# Histogram and boxplot

Institute for Environmental and Spatial Analysis...University of North Georgia

Contents

## 1 What is a histogram?

Have you ever heard of a histogram or seen something like this?

Statistically speaking, a histogram shows the distribution of data. There are data ranges or bins on the x-axis and count or frequency on the y-axis.

## 2 Bins

Bins in the histogram have an equal width or interval of data. They can be either numeric intervals or categorical classes.

## 3 Frequency

Frequency represents in each bin how often events occur or how many data points are found.

## 4 Drawing a histogram manually

- Sort data in an ascending order.
- Determine your bin width.
- Count how many data points fall in each bin.
- Draw a bar at each bin with the bin width as its width and its count as the height.

## 5 Exercise: Manual histogram

Original data

NAME10 | PopDens |
---|---|

Lanier | 50 |

Bryan | 66 |

Appling | 36 |

Rabun | 43 |

Bleckley | 60 |

Fayette | 535 |

Jefferson | 32 |

Seminole | 34 |

Camden | 65 |

Glynn | 136 |

Polk | 133 |

Morgan | 50 |

Talbot | 17 |

Schley | 30 |

Union | 65 |

Sorted by PopDens

NAME10 | PopDens |
---|---|

Talbot | 17 |

Schley | 30 |

Jefferson | 32 |

Seminole | 34 |

Appling | 36 |

Rabun | 43 |

Morgan | 50 |

Lanier | 50 |

Bleckley | 60 |

Camden | 65 |

Union | 65 |

Bryan | 66 |

Polk | 133 |

Glynn | 136 |

Fayette | 535 |

Counts for a bin width of 50

Class | PopDens | Count |
---|---|---|

Low | [0, 50] | 8 |

Medium | (50, 100] | 4 |

High | (100, 150] | 2 |

Too High | (150, 550] | 1 |

## 6 Exercise: Histograms in Excel

There are three methods for creating histograms in Excel:

- Insert a histogram
`=FREQUENCY()`

- Data analysis add-in

### 6.1 Clean up data

- Download Counties_Georgia.xlsx.
- Open it in Excel and enable editing.
- Delete unnecessary columns.
- Select column headers A–D and right click ⇒ Delete.
- Repeat until only NAME10, totpop10, and Sq_Miles columns are left.

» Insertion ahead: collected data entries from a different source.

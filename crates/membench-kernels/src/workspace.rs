//! Array workspace.
//!
//! Owns the buffers under test: the primary arrays A, B and C, and, when
//! indexed kernels are enabled, the gather target D, the index array I and
//! the scatter target E. Every array carries `offset` padding elements in
//! front of its live region; kernels only touch the live region.
//!
//! Buffers are reserved fallibly and first touched by the worker threads
//! that later run the kernels.

use crate::element::{AtomicSlot, StreamElement};
use membench_common::{BenchConfig, MembenchError, Result, DOT_CHUNK};
use rand::{Rng, SeedableRng};
use rand_chacha::ChaCha8Rng;
use rayon::prelude::*;
use std::ops::Range;

/// Shape of a workspace: sizes plus which secondary arrays exist.
#[derive(Debug, Clone, Copy, PartialEq, Eq)]
pub struct WorkspaceLayout {
    pub array_size: usize,
    pub index_array_size: usize,
    pub offset: usize,
    pub gather: bool,
    pub scatter: bool,
    pub indirect_dot: bool,
}

impl WorkspaceLayout {
    /// Layout with only the primary arrays.
    pub fn primary(array_size: usize, offset: usize) -> Self {
        Self {
            array_size,
            index_array_size: 0,
            offset,
            gather: false,
            scatter: false,
            indirect_dot: false,
        }
    }

    pub fn from_config(config: &BenchConfig) -> Self {
        let indexed = config.kernels.any();
        Self {
            array_size: config.array_size,
            index_array_size: if indexed { config.index_array_size } else { 0 },
            offset: config.offset,
            gather: config.kernels.gather,
            scatter: config.kernels.scatter,
            indirect_dot: config.kernels.indirect_dot,
        }
    }

    /// Whether D and I are allocated.
    pub fn has_index(&self) -> bool {
        self.gather || self.scatter || self.indirect_dot
    }

    fn live(&self) -> Range<usize> {
        self.offset..self.offset + self.array_size
    }

    fn index_live(&self) -> Range<usize> {
        self.offset..self.offset + self.index_array_size
    }
}

/// The arrays under test for one run.
pub struct Workspace<T: StreamElement> {
    layout: WorkspaceLayout,
    a: Vec<T>,
    b: Vec<T>,
    c: Vec<T>,
    d: Vec<T>,
    index: Vec<u32>,
    e: Vec<T::Slot>,
    partials: Vec<T>,
    dot: T,
}

impl<T: StreamElement> std::fmt::Debug for Workspace<T> {
    fn fmt(&self, f: &mut std::fmt::Formatter<'_>) -> std::fmt::Result {
        f.debug_struct("Workspace")
            .field("layout", &self.layout)
            .field("element", &T::ELEMENT_TYPE)
            .finish_non_exhaustive()
    }
}

impl<T: StreamElement> Workspace<T> {
    /// Allocate and initialise every array the layout requires.
    ///
    /// Live primary elements start as `A = 1`, `B = 2`, `C = 0`; D starts
    /// at 1, E at 0, and `I[k] = k mod array_size`.
    ///
    /// # Errors
    ///
    /// Returns [`MembenchError::Allocation`] if any buffer cannot be reserved.
    pub fn allocate(layout: WorkspaceLayout) -> Result<Self> {
        let primary_len = layout.offset + layout.array_size;
        let indexed_len = if layout.has_index() { layout.offset + layout.index_array_size } else { 0 };
        let scatter_len = if layout.scatter { primary_len } else { 0 };
        let partial_len =
            if layout.indirect_dot { layout.index_array_size.div_ceil(DOT_CHUNK) } else { 0 };

        let one = T::from_f64(1.0);
        let two = T::from_f64(2.0);
        let zero = T::from_f64(0.0);

        let a = alloc_filled("a", primary_len, one)?;
        let b = alloc_filled("b", primary_len, two)?;
        let c = alloc_filled("c", primary_len, zero)?;
        let d = alloc_filled("d", indexed_len, one)?;
        let index = alloc_index("i", indexed_len, layout)?;
        let e = alloc_slots("e", scatter_len, zero)?;
        let partials = alloc_filled("partials", partial_len, zero)?;

        tracing::debug!(
            array_size = layout.array_size,
            index_array_size = layout.index_array_size,
            offset = layout.offset,
            "workspace allocated"
        );

        Ok(Self { layout, a, b, c, d, index, e, partials, dot: zero })
    }

    pub fn layout(&self) -> &WorkspaceLayout {
        &self.layout
    }

    /// Shuffle the live index entries with a Fisher-Yates pass seeded by `seed`.
    pub fn permute_index(&mut self, seed: u64) {
        let range = self.layout.index_live();
        let mut rng = ChaCha8Rng::seed_from_u64(seed);
        fisher_yates(&mut self.index[range], &mut rng);
        tracing::info!(seed, "index array randomly permuted");
    }

    /// Double every live element of A ahead of the timed loop.
    pub fn warm_up(&mut self) {
        let two = T::from_f64(2.0);
        let live = self.layout.live();
        self.a[live].par_iter_mut().for_each(|x| *x = two * *x);
    }

    // -----------------------------------------------------------------------
    // Kernels
    // -----------------------------------------------------------------------

    /// `C[k] = A[k]`
    pub fn copy(&mut self) {
        let r = self.layout.live();
        let a = &self.a[r.clone()];
        self.c[r].par_iter_mut().zip(a.par_iter()).for_each(|(c, &a)| *c = a);
    }

    /// `B[k] = scalar * C[k]`
    pub fn scale(&mut self, scalar: T) {
        let r = self.layout.live();
        let c = &self.c[r.clone()];
        self.b[r].par_iter_mut().zip(c.par_iter()).for_each(|(b, &c)| *b = scalar * c);
    }

    /// `C[k] = A[k] + B[k]`
    pub fn add(&mut self) {
        let r = self.layout.live();
        let a = &self.a[r.clone()];
        let b = &self.b[r.clone()];
        self.c[r]
            .par_iter_mut()
            .zip(a.par_iter().zip(b.par_iter()))
            .for_each(|(c, (&a, &b))| *c = a + b);
    }

    /// `A[k] = B[k] + scalar * C[k]`
    pub fn triad(&mut self, scalar: T) {
        let r = self.layout.live();
        let b = &self.b[r.clone()];
        let c = &self.c[r.clone()];
        self.a[r]
            .par_iter_mut()
            .zip(b.par_iter().zip(c.par_iter()))
            .for_each(|(a, (&b, &c))| *a = b + scalar * c);
    }

    /// `D[k] = A[I[k]]`
    pub fn gather(&mut self) {
        let (r, ri) = (self.layout.live(), self.layout.index_live());
        let a = &self.a[r];
        let index = &self.index[ri.clone()];
        self.d[ri]
            .par_iter_mut()
            .zip(index.par_iter())
            .for_each(|(d, &i)| *d = a[i as usize]);
    }

    /// `E[I[k]] = D[k]`
    pub fn scatter(&mut self) {
        let (r, ri) = (self.layout.live(), self.layout.index_live());
        let e = &self.e[r];
        let d = &self.d[ri.clone()];
        self.index[ri]
            .par_iter()
            .zip(d.par_iter())
            .for_each(|(&i, &d)| e[i as usize].store(d));
    }

    /// `X = sum(D[k] * B[I[k]])`, reduced in fixed [`DOT_CHUNK`] chunks.
    pub fn indirect_dot(&mut self) {
        let (r, ri) = (self.layout.live(), self.layout.index_live());
        let b = &self.b[r];
        let d = &self.d[ri.clone()];
        let index = &self.index[ri];
        self.partials
            .par_iter_mut()
            .zip(d.par_chunks(DOT_CHUNK).zip(index.par_chunks(DOT_CHUNK)))
            .for_each(|(p, (d, index))| *p = dot_chunk(d, index, b));
        self.dot = self.partials.iter().fold(T::default(), |acc, &p| acc + p);
    }

    // -----------------------------------------------------------------------
    // Live views
    // -----------------------------------------------------------------------

    pub fn a(&self) -> &[T] {
        &self.a[self.layout.live()]
    }

    pub fn b(&self) -> &[T] {
        &self.b[self.layout.live()]
    }

    pub fn c(&self) -> &[T] {
        &self.c[self.layout.live()]
    }

    /// Live gather target; empty without indexed kernels.
    pub fn d(&self) -> &[T] {
        if self.d.is_empty() {
            return &[];
        }
        &self.d[self.layout.index_live()]
    }

    /// Live index entries; empty without indexed kernels.
    pub fn index(&self) -> &[u32] {
        if self.index.is_empty() {
            return &[];
        }
        &self.index[self.layout.index_live()]
    }

    /// Current value of live scatter target element `k`.
    pub fn e(&self, k: usize) -> Option<T> {
        if self.e.is_empty() {
            return None;
        }
        self.e.get(self.layout.offset + k).map(|slot| slot.load())
    }

    /// Result of the most recent indirect dot product.
    pub fn dot(&self) -> T {
        self.dot
    }

    /// Padding elements in front of A's live region.
    pub fn a_padding(&self) -> &[T] {
        &self.a[..self.layout.offset]
    }
}

/// One partial sum of the indirect dot product, accumulated left to right.
pub fn dot_chunk<T: StreamElement>(d: &[T], index: &[u32], b: &[T]) -> T {
    d.iter().zip(index).fold(T::default(), |acc, (&d, &i)| acc + d * b[i as usize])
}

/// Unbiased in-place Fisher-Yates shuffle.
///
/// Each of the first `len - 1` positions is swapped with a uniformly chosen
/// position at or after it.
pub fn fisher_yates<R: Rng>(values: &mut [u32], rng: &mut R) {
    let len = values.len();
    if len < 2 {
        return;
    }
    for j in 0..len - 1 {
        let k = rng.random_range(j..len);
        values.swap(j, k);
    }
}

/// Seed derived from the current time, for runs without a configured seed.
pub fn seed_from_time() -> u64 {
    std::time::SystemTime::now()
        .duration_since(std::time::UNIX_EPOCH)
        .map_or(0, |d| d.as_secs())
}

fn reserve<U>(array: &'static str, len: usize) -> Result<Vec<U>> {
    let mut v = Vec::new();
    v.try_reserve_exact(len).map_err(|_| MembenchError::Allocation {
        array,
        bytes: len.saturating_mul(std::mem::size_of::<U>()),
    })?;
    Ok(v)
}

fn alloc_filled<T: Copy + Send + Sync>(array: &'static str, len: usize, value: T) -> Result<Vec<T>> {
    let mut v = reserve(array, len)?;
    v.par_extend((0..len).into_par_iter().map(|_| value));
    Ok(v)
}

fn alloc_slots<T: StreamElement>(array: &'static str, len: usize, value: T) -> Result<Vec<T::Slot>> {
    let mut v = reserve(array, len)?;
    v.par_extend((0..len).into_par_iter().map(|_| T::Slot::new(value)));
    Ok(v)
}

fn alloc_index(array: &'static str, len: usize, layout: WorkspaceLayout) -> Result<Vec<u32>> {
    let mut v = reserve(array, len)?;
    let n = layout.array_size.max(1);
    let offset = layout.offset;
    // Padding entries are never read; live entries wrap around the primary arrays.
    v.par_extend(
        (0..len)
            .into_par_iter()
            .map(|j| if j < offset { 0 } else { ((j - offset) % n) as u32 }),
    );
    Ok(v)
}
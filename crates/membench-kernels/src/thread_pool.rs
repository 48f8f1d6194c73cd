//! Worker pool the kernels run on.
//!
//! Wraps a dedicated [`rayon::ThreadPool`] so that the thread count of a run
//! is fixed up front and every parallel pass (first-touch initialisation,
//! warm-up and the timed kernels) executes on the same set of workers.

use membench_common::{MembenchError, Result};
use std::sync::atomic::{AtomicU64, Ordering};

/// Configuration for [`BenchThreadPool`].
#[derive(Debug, Clone)]
pub struct ThreadPoolConfig {
    /// Number of worker threads. Defaults to the number of available CPUs.
    pub num_threads: usize,
    /// Prefix for worker thread names.
    pub name_prefix: String,
}

impl Default for ThreadPoolConfig {
    fn default() -> Self {
        Self { num_threads: num_cpus::get().max(1), name_prefix: "membench".to_string() }
    }
}

impl ThreadPoolConfig {
    /// `None` selects every available CPU.
    pub fn with_threads(threads: Option<usize>) -> Self {
        let mut config = Self::default();
        if let Some(n) = threads {
            config.num_threads = n;
        }
        config
    }
}

/// A fixed-size fork-join pool for one benchmark run.
pub struct BenchThreadPool {
    pool: rayon::ThreadPool,
    config: ThreadPoolConfig,
    installs: AtomicU64,
}

impl std::fmt::Debug for BenchThreadPool {
    fn fmt(&self, f: &mut std::fmt::Formatter<'_>) -> std::fmt::Result {
        f.debug_struct("BenchThreadPool")
            .field("num_threads", &self.config.num_threads)
            .field("installs", &self.installs())
            .finish()
    }
}

impl BenchThreadPool {
    /// Build a pool from the given configuration.
    ///
    /// # Errors
    ///
    /// Returns [`MembenchError::ThreadPool`] if the thread count is zero or
    /// rayon cannot spawn the workers.
    pub fn new(config: ThreadPoolConfig) -> Result<Self> {
        if config.num_threads == 0 {
            return Err(MembenchError::ThreadPool("thread count must be at least 1".into()));
        }
        let prefix = config.name_prefix.clone();
        let pool = rayon::ThreadPoolBuilder::new()
            .num_threads(config.num_threads)
            .thread_name(move |idx| format!("{prefix}-{idx}"))
            .build()
            .map_err(|e| MembenchError::ThreadPool(e.to_string()))?;

        tracing::debug!(num_threads = config.num_threads, "thread pool ready");
        Ok(Self { pool, config, installs: AtomicU64::new(0) })
    }

    /// Pool sized by a configured thread count (`None` = all CPUs).
    pub fn with_threads(threads: Option<usize>) -> Result<Self> {
        Self::new(ThreadPoolConfig::with_threads(threads))
    }

    pub fn num_threads(&self) -> usize {
        self.pool.current_num_threads()
    }

    pub fn config(&self) -> &ThreadPoolConfig {
        &self.config
    }

    /// Number of closures executed through [`install`](Self::install).
    pub fn installs(&self) -> u64 {
        self.installs.load(Ordering::Relaxed)
    }

    /// Run `op` inside the pool; parallel iterators inside it use these
    /// workers and are joined before `install` returns.
    pub fn install<OP, R>(&self, op: OP) -> R
    where
        OP: FnOnce() -> R + Send,
        R: Send,
    {
        self.installs.fetch_add(1, Ordering::Relaxed);
        self.pool.install(op)
    }
}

- Select all three columns and adjust their widths by double-clicking the border between any two column headers (red line).
- Decrease decimal in the Sq_Miles column and adjust its width.

### 6.2 Calculate the population density

### 6.3 “Insert a histogram” method

### 6.4 “`=FREQUENCY()`

” method

- For this method, you need to know the minimum and maximum population densities first.

- Enter “Min PopDens10:” and “Max PopDens10:” in cells F1 and F2, respectively.
- Enter
`=MIN(D2:D160)`

and`=MAX(D2:D160)`

in cells G1 and G2, respectively.

- Enter bins with an interval of 200 starting from 0 up to 2600 in cells G5–G18.
- Enter labels.
- Select cells H5–H19. Yes, select one extra cell past the last bin.
- Enter
`=FREQUENCY(D2:D160, G5:G18)`

and hit Ctrl+Shift+Enter. - Select cells F6–F18 and H6–H18. Use Ctrl to select disconnected cell groups.
- Insert ⇒ Charts ⇒ 2-D Column.

### 6.5 “Data analysis add-in” method

## 7 Drawing a boxplot manually

- Sort data in an ascending order.
- Add two new columns: Count and Percentile
- For each row, count the number of data points above and in the current row.
- Enter the count in the Count column.
- Divide the count by the total number of rows and multiply it by 100.
- Enter the percentile in the Percentile column.
- Find the middle row if there are an odd number of records. Otherwise, calculate the average of two middle rows. This is the median.
- Repeat the median calculation for the upper and lower halves. They are the 1st (Q1) and 3rd (Q3) quartiles, respectively.
- Calculate the inter-quartile range by subtracting Q3 from Q1. $\text{IQR}=\text{Q3}-\text{Q1}$
- Identify outliers falling outside 1.5IQR from Q1 and Q3.
- Draw a box using Q1 and Q3.
- Draw whiskers using the lower and upper extremes.
- Draw outliers if any.

There are different methods for calculating quartiles, but we will use this simple method.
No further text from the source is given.